— Given data —
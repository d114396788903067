use async_trait::async_trait;
use axum::{
    extract::{FromRequestParts, Request},
    http::{header, request::Parts, HeaderMap, StatusCode},
    middleware::Next,
    response::{IntoResponse, Response},
    Json,
};
use chrono::{Duration as ChronoDuration, Utc};
use jsonwebtoken::{decode, encode, Algorithm, DecodingKey, EncodingKey, Header, Validation};
use serde::{Deserialize, Serialize};
use std::sync::Arc;
use thiserror::Error;
use uuid::Uuid;

/// Claim structure for JWT tokens
#[derive(Debug, Serialize, Deserialize)]
pub struct Claims {
    pub sub: String,          // Subject (user ID)
    pub email: Option<String>,
    pub jti: String,          // JWT ID
    pub iat: i64,             // Issued at time
    pub exp: i64,             // Expiration time
}

/// Authenticated user data extracted from the JWT token
#[derive(Debug, Clone, Serialize, Deserialize)]
pub struct AuthUser {
    pub user_id: String,
    pub email: Option<String>,
    pub token_id: String,
}

/// Authentication service that handles token issuance and validation
#[derive(Clone)]
pub struct AuthService {
    jwt_secret: String,
    token_lifetime_secs: usize,
}

impl AuthService {
    pub fn new(jwt_secret: String, token_lifetime_secs: usize) -> Self {
        Self {
            jwt_secret,
            token_lifetime_secs,
        }
    }

    /// Generate a JWT token for a user
    pub fn generate_token(&self, user_id: &str, email: Option<&str>) -> Result<String, AuthError> {
        let now = Utc::now();
        let exp = now + ChronoDuration::seconds(self.token_lifetime_secs as i64);

        let claims = Claims {
            sub: user_id.to_string(),
            email: email.map(String::from),
            jti: Uuid::new_v4().to_string(),
            iat: now.timestamp(),
            exp: exp.timestamp(),
        };

        encode(
            &Header::new(Algorithm::HS256),
            &claims,
            &EncodingKey::from_secret(self.jwt_secret.as_bytes()),
        )
        .map_err(|e| AuthError::TokenCreation(e.to_string()))
    }

    /// Validate a JWT token and extract the claims
    pub fn validate_token(&self, token: &str) -> Result<Claims, AuthError> {
        let claims = decode::<Claims>(
            token,
            &DecodingKey::from_secret(self.jwt_secret.as_bytes()),
            &Validation::new(Algorithm::HS256),
        )
        .map_err(|e| match e.kind() {
            jsonwebtoken::errors::ErrorKind::ExpiredSignature => AuthError::TokenExpired,
            _ => AuthError::InvalidToken,
        })?
        .claims;

        Ok(claims)
    }
}

/// Authentication error types
#[derive(Debug, Error)]
pub enum AuthError {
    #[error("Missing authentication")]
    MissingAuth,

    #[error("Invalid token")]
    InvalidToken,

    #[error("Token has expired")]
    TokenExpired,

    #[error("Token creation failed: {0}")]
    TokenCreation(String),
}

impl IntoResponse for AuthError {
    fn into_response(self) -> Response {
        let (status, error_code, error_message): (StatusCode, &str, &str) = match &self {
            Self::MissingAuth => (
                StatusCode::UNAUTHORIZED,
                "AUTH_MISSING",
                "Authentication required",
            ),
            Self::InvalidToken => (
                StatusCode::UNAUTHORIZED,
                "AUTH_INVALID_TOKEN",
                "Invalid authentication token",
            ),
            Self::TokenExpired => (
                StatusCode::UNAUTHORIZED,
                "AUTH_TOKEN_EXPIRED",
                "Token has expired",
            ),
            Self::TokenCreation(_) => (
                StatusCode::INTERNAL_SERVER_ERROR,
                "AUTH_TOKEN_CREATION_FAILED",
                "Failed to create token",
            ),
        };

        let body = Json(serde_json::json!({
            "error": {
                "code": error_code,
                "message": error_message,
            }
        }));

        (status, body).into_response()
    }
}

/// Authentication middleware that extracts and validates auth tokens
pub async fn auth_middleware(mut request: Request, next: Next) -> Response {
    let headers = request.headers().clone();

    let auth_service = match request.extensions().get::<Arc<AuthService>>() {
        Some(service) => service.clone(),
        None => {
            return (
                StatusCode::INTERNAL_SERVER_ERROR,
                "Authentication service not available",
            )
                .into_response();
        }
    };

    match extract_auth_from_headers(&headers, &auth_service) {
        Ok(user) => {
            request.extensions_mut().insert(user);
            next.run(request).await
        }
        Err(e) => e.into_response(),
    }
}

/// Extract authentication info from request headers
fn extract_auth_from_headers(
    headers: &HeaderMap,
    auth_service: &AuthService,
) -> Result<AuthUser, AuthError> {
    if let Some(auth_header) = headers.get(header::AUTHORIZATION) {
        if let Ok(auth_value) = auth_header.to_str() {
            if auth_value.starts_with("Bearer ") {
                let token = auth_value.trim_start_matches("Bearer ").trim();
                let claims = auth_service.validate_token(token)?;

                return Ok(AuthUser {
                    user_id: claims.sub,
                    email: claims.email,
                    token_id: claims.jti,
                });
            }
        }
    }

    Err(AuthError::MissingAuth)
}

/// Pulls the authenticated user out of request extensions, where
/// `auth_middleware` put it.
#[async_trait]
impl<S> FromRequestParts<S> for AuthUser
where
    S: Send + Sync,
{
    type Rejection = AuthError;

    async fn from_request_parts(parts: &mut Parts, _state: &S) -> Result<Self, Self::Rejection> {
        parts
            .extensions
            .get::<AuthUser>()
            .cloned()
            .ok_or(AuthError::MissingAuth)
    }
}

/// Extension methods for Router to add auth middleware
pub trait AuthRouterExt {
    fn with_auth(self) -> Self;
}

impl<S> AuthRouterExt for axum::Router<S>
where
    S: Clone + Send + Sync + 'static,
{
    fn with_auth(self) -> Self {
        self.layer(axum::middleware::from_fn(auth_middleware))
    }
}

— Exercise directions —
Write out exactly the lines that begin at the one containing "fn with_auth(self) -> Self;" and continue through the last line of the data, and only those.

— Expected answer —
    fn with_auth(self) -> Self;
}

impl<S> AuthRouterExt for axum::Router<S>
where
    S: Clone + Send + Sync + 'static,
{
    fn with_auth(self) -> Self {
        self.layer(axum::middleware::from_fn(auth_middleware))
    }
}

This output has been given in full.